Collected data entries:
§ §

use std::sync::Arc;
use std::time::Duration;

use tokio::sync::mpsc;
use tokio::task::{JoinError, JoinSet};
use tracing::{debug, info, instrument, warn};
use wright_core::events::DomainEvent;
use wright_core::tools::{ToolContext, ToolError, ToolErrorCode, ToolRequest};

use crate::event_bus::EventBus;
use crate::registry::ToolExecutor;
use crate::state::StateManager;
use crate::tools::ask_followup::ASK_FOLLOWUP;

/// Producer side of the tool queue. `None` marks the end of intake.
pub type ToolQueue = mpsc::UnboundedSender<Option<ToolRequest>>;
pub type ToolQueueReceiver = mpsc::UnboundedReceiver<Option<ToolRequest>>;

pub fn tool_queue() -> (ToolQueue, ToolQueueReceiver) {
    mpsc::unbounded_channel()
}

type Finished = (ToolRequest, Result<String, ToolError>);

/// Runs queued tool requests concurrently and publishes each outcome as
/// `TOOL_COMPLETED` or `TOOL_FAILED` on the bus.
pub struct ToolCoordinator {
    executor: Arc<ToolExecutor>,
    state: Arc<StateManager>,
    bus: Arc<EventBus>,
    poll_interval: Duration,
}

impl ToolCoordinator {
    pub fn new(
        executor: Arc<ToolExecutor>,
        state: Arc<StateManager>,
        bus: Arc<EventBus>,
        poll_interval: Duration,
    ) -> Self {
        Self {
            executor,
            state,
            bus,
            poll_interval,
        }
    }

    /// Consume `queue` until the sentinel arrives or the channel closes, then
    /// wait for in-flight tools. Cancelling `ctx.abort_signal` aborts every
    /// in-flight tool, drops queued requests and returns without waiting.
    #[instrument(skip_all, fields(task_id = %ctx.task_id))]
    pub async fn run(&self, mut queue: ToolQueueReceiver, ctx: ToolContext) {
        let mut in_flight: JoinSet<Finished> = JoinSet::new();

        loop {
            if self.aborted(&ctx) {
                self.abort(&mut in_flight, &mut queue).await;
                return;
            }

            if !in_flight.is_empty() {
                if let Ok(Some(joined)) = tokio::time::timeout(self.poll_interval, in_flight.join_next()).await {
                    self.handle_joined(joined).await;
                }
            }

            match tokio::time::timeout(self.poll_interval, queue.recv()).await {
                Ok(Some(Some(request))) => self.dispatch(&mut in_flight, request, &ctx).await,
                Ok(Some(None)) | Ok(None) => break,
                Err(_) => continue,
            }
        }

        debug!(remaining = in_flight.len(), "intake closed, draining tools");
        loop {
            tokio::select! {
                biased;
                () = ctx.abort_signal.cancelled() => {
                    self.abort(&mut in_flight, &mut queue).await;
                    return;
                }
                joined = in_flight.join_next() => match joined {
                    Some(joined) => self.handle_joined(joined).await,
                    None => break,
                },
            }
        }
    }

    fn aborted(&self, ctx: &ToolContext) -> bool {
        ctx.abort_signal.is_cancelled() || self.state.is_aborted()
    }

    async fn abort(&self, in_flight: &mut JoinSet<Finished>, queue: &mut ToolQueueReceiver) {
        info!(in_flight = in_flight.len(), "aborting tool execution");
        in_flight.abort_all();
        while queue.try_recv().is_ok() {}
        while let Some(joined) = in_flight.try_join_next() {
            self.handle_joined(joined).await;
        }
    }

    async fn dispatch(&self, in_flight: &mut JoinSet<Finished>, request: ToolRequest, ctx: &ToolContext) {
        if self.state.breaker_tripped() {
            warn!(tool = %request.name, "too many consecutive failures, not dispatching");
            let refused = ToolError::new(
                &request.name,
                ToolErrorCode::ExecutionError,
                format!("Tool {} was not run after too many consecutive failures", request.name),
            );
            self.resolve(request, Err(refused)).await;
            return;
        }

        debug!(tool = %request.name, tool_id = %request.tool_id, "dispatching tool");
        let executor = self.executor.clone();
        let ctx = ctx.clone();
        in_flight.spawn(async move {
            let result = executor.execute(&request, &ctx).await;
            (request, result)
        });
    }

    async fn handle_joined(&self, joined: Result<Finished, JoinError>) {
        match joined {
            Ok((request, result)) => self.resolve(request, result).await,
            Err(e) if e.is_cancelled() => debug!("tool cancelled"),
            Err(e) => warn!(error = %e, "tool task failed to join"),
        }
    }

    async fn resolve(&self, request: ToolRequest, result: Result<String, ToolError>) {
        let ToolRequest { name, params, tool_id } = request;
        match result {
            Ok(output) => {
                let result = if name == ASK_FOLLOWUP {
                    self.state.append_question(&output);
                    output
                } else {
                    format!("Result:\n{output}")
                };
                self.bus
                    .publish_async(DomainEvent::ToolCompleted {
                        name,
                        id: tool_id,
                        params,
                        result,
                    })
                    .await;
            }
            Err(e) => {
                debug!(tool = %name, code = %e.code, "tool failed");
                self.bus
                    .publish_async(DomainEvent::ToolFailed {
                        name,
                        id: tool_id,
                        params,
                        error: e.report(),
                    })
                    .await;
            }
        }
    }
}

#[cfg(test)]
mod tests {
    use super::*;
    use async_trait::async_trait;
    use parking_lot::Mutex;
    use tokio_util::sync::CancellationToken;
    use wright_core::events::EventType;
    use wright_core::ids::{TaskId, ToolCallId};
    use wright_core::stream::ToolParams;
    use wright_core::tools::{Tool, ToolResult, ToolResultStatus};

    use crate::registry::ToolRegistry;
    use crate::tools::ask_followup::AskFollowupTool;

    struct SleepTool;

    #[async_trait]
    impl Tool for SleepTool {
        fn name(&self) -> &str {
            "sleep"
        }
        fn description(&self) -> &str {
            "sleeps for `ms` milliseconds"
        }
        fn required_params(&self) -> &[&'static str] {
            &["ms"]
        }
        async fn execute(&self, params: &ToolParams, _ctx: &ToolContext) -> Result<String, ToolError> {
            let ms: u64 = params["ms"].parse().unwrap();
            tokio::time::sleep(Duration::from_millis(ms)).await;
            Ok(format!("slept {ms}"))
        }
    }

    struct Harness {
        coordinator: ToolCoordinator,
        state: Arc<StateManager>,
        events: Arc<Mutex<Vec<(String, bool)>>>,
    }

    fn harness() -> Harness {
        let bus = Arc::new(EventBus::new());
        let state = Arc::new(StateManager::new(4));
        state.reset_for_new_task(TaskId::new());

        let mut registry = ToolRegistry::new();
        registry.register(Arc::new(SleepTool));
        registry.register(Arc::new(AskFollowupTool));
        let executor = Arc::new(ToolExecutor::new(Arc::new(registry), bus.clone(), Duration::from_secs(60)));

        let events = Arc::new(Mutex::new(Vec::new()));
        for ty in [EventType::ToolCompleted, EventType::ToolFailed] {
            let state = state.clone();
            let events = events.clone();
            bus.subscribe(ty, move |event| {
                let (name, id, params, result, error) = match event.clone() {
                    DomainEvent::ToolCompleted { name, id, params, result } => (name, id, params, Some(result), None),
                    DomainEvent::ToolFailed { name, id, params, error } => (name, id, params, None, Some(error)),
                    _ => return Ok(()),
                };
                let ok = error.is_none();
                events.lock().push((name.clone(), ok));
                let record = ToolResult {
                    tool: name,
                    tool_id: id,
                    status: if ok { ToolResultStatus::Success } else { ToolResultStatus::Failed },
                    params,
                    result,
                    error,
                    extra: None,
                };
                if ok {
                    state.record_success(record);
                } else {
                    state.record_failure(record);
                }
                Ok(())
            });
        }

        Harness {
            coordinator: ToolCoordinator::new(executor, state.clone(), bus, Duration::from_millis(10)),
            state,
            events,
        }
    }

    fn request(name: &str, pairs: &[(&str, &str)]) -> ToolRequest {
        ToolRequest {
            name: name.into(),
            params: pairs.iter().map(|(k, v)| (k.to_string(), v.to_string())).collect(),
            tool_id: ToolCallId::new(),
        }
    }

    fn ctx(token: CancellationToken) -> ToolContext {
        ToolContext {
            task_id: TaskId::new(),
            working_directory: std::env::temp_dir(),
            abort_signal: token,
        }
    }

    #[tokio::test(start_paused = true)]
    async fn runs_tools_concurrently_and_drains_after_sentinel() {
        let h = harness();
        let (tx, rx) = tool_queue();
        tx.send(Some(request("sleep", &[("ms", "300")]))).unwrap();
        tx.send(Some(request("sleep", &[("ms", "50")]))).unwrap();
        tx.send(None).unwrap();

        h.coordinator.run(rx, ctx(CancellationToken::new())).await;

        let results = h.state.tool_results();
        assert_eq!(results.len(), 2);
        assert_eq!(results[0].result.as_deref(), Some("Result:\nslept 50"));
        assert_eq!(results[1].result.as_deref(), Some("Result:\nslept 300"));
    }

    #[tokio::test]
    async fn closed_channel_ends_intake() {
        let h = harness();
        let (tx, rx) = tool_queue();
        tx.send(Some(request("sleep", &[("ms", "1")]))).unwrap();
        drop(tx);
        h.coordinator.run(rx, ctx(CancellationToken::new())).await;
        assert_eq!(h.state.tool_results().len(), 1);
    }

    #[tokio::test]
    async fn failures_are_published_with_error_code() {
        let h = harness();
        let (tx, rx) = tool_queue();
        tx.send(Some(request("kb-search", &[("query", "x")]))).unwrap();
        tx.send(Some(request("sleep", &[]))).unwrap();
        tx.send(None).unwrap();
        h.coordinator.run(rx, ctx(CancellationToken::new())).await;

        let results = h.state.tool_results();
        assert_eq!(results.len(), 2);
        assert!(results.iter().all(|r| !r.is_success()));
        let errors: Vec<_> = results.iter().filter_map(|r| r.error.clone()).collect();
        assert!(errors.iter().any(|e| e.ends_with("(Error code: UNKNOWN_TOOL)")));
        assert!(errors.iter().any(|e| e.ends_with("(Error code: MISSING_PARAM)")));
    }

    #[tokio::test]
    async fn followup_question_goes_to_message_buffer() {
        let h = harness();
        h.state.append_message("Before I start:");
        let (tx, rx) = tool_queue();
        tx.send(Some(request(ASK_FOLLOWUP, &[("question", "Which framework?")]))).unwrap();
        tx.send(None).unwrap();
        h.coordinator.run(rx, ctx(CancellationToken::new())).await;

        assert_eq!(h.state.current_message(), "Before I start:\n\nWhich framework?");
        assert_eq!(h.state.tool_results()[0].result.as_deref(), Some("Which framework?"));
    }

    #[tokio::test]
    async fn tripped_breaker_refuses_dispatch() {
        let h = harness();
        let (tx, rx) = tool_queue();
        for _ in 0..4 {
            tx.send(Some(request("sleep", &[]))).unwrap();
        }
        tx.send(None).unwrap();
        h.coordinator.run(rx, ctx(CancellationToken::new())).await;
        assert!(h.state.breaker_tripped());

        let (tx, rx) = tool_queue();
        tx.send(Some(request("sleep", &[("ms", "1")]))).unwrap();
        tx.send(None).unwrap();
        h.coordinator.run(rx, ctx(CancellationToken::new())).await;
        let last = h.state.tool_results().pop().unwrap();
        assert!(!last.is_success());
        assert!(last.error.unwrap().contains("was not run"));

        h.state.reset_failure_counters();
        let (tx, rx) = tool_queue();
        tx.send(Some(request("sleep", &[("ms", "1")]))).unwrap();
        tx.send(None).unwrap();
        h.coordinator.run(rx, ctx(CancellationToken::new())).await;
        assert!(h.state.tool_results().pop().unwrap().is_success());
    }

    #[tokio::test(start_paused = true)]
    async fn abort_cancels_in_flight_tools() {
        let h = harness();
        let (tx, rx) = tool_queue();
        tx.send(Some(request("sleep", &[("ms", "60000")]))).unwrap();
        let token = CancellationToken::new();
        let cancel = token.clone();
        tokio::spawn(async move {
            tokio::time::sleep(Duration::from_millis(100)).await;
            cancel.cancel();
        });

        h.coordinator.run(rx, ctx(token)).await;
        assert!(h.events.lock().is_empty());
        assert!(tx.send(Some(request("sleep", &[("ms", "1")]))).is_err());
    }
}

§ §

» WORK REQUIRED: Among the entries, how many lines carry "SleepTool"? Reply with a number and nothing else.

» FINISHED EXERCISE: 3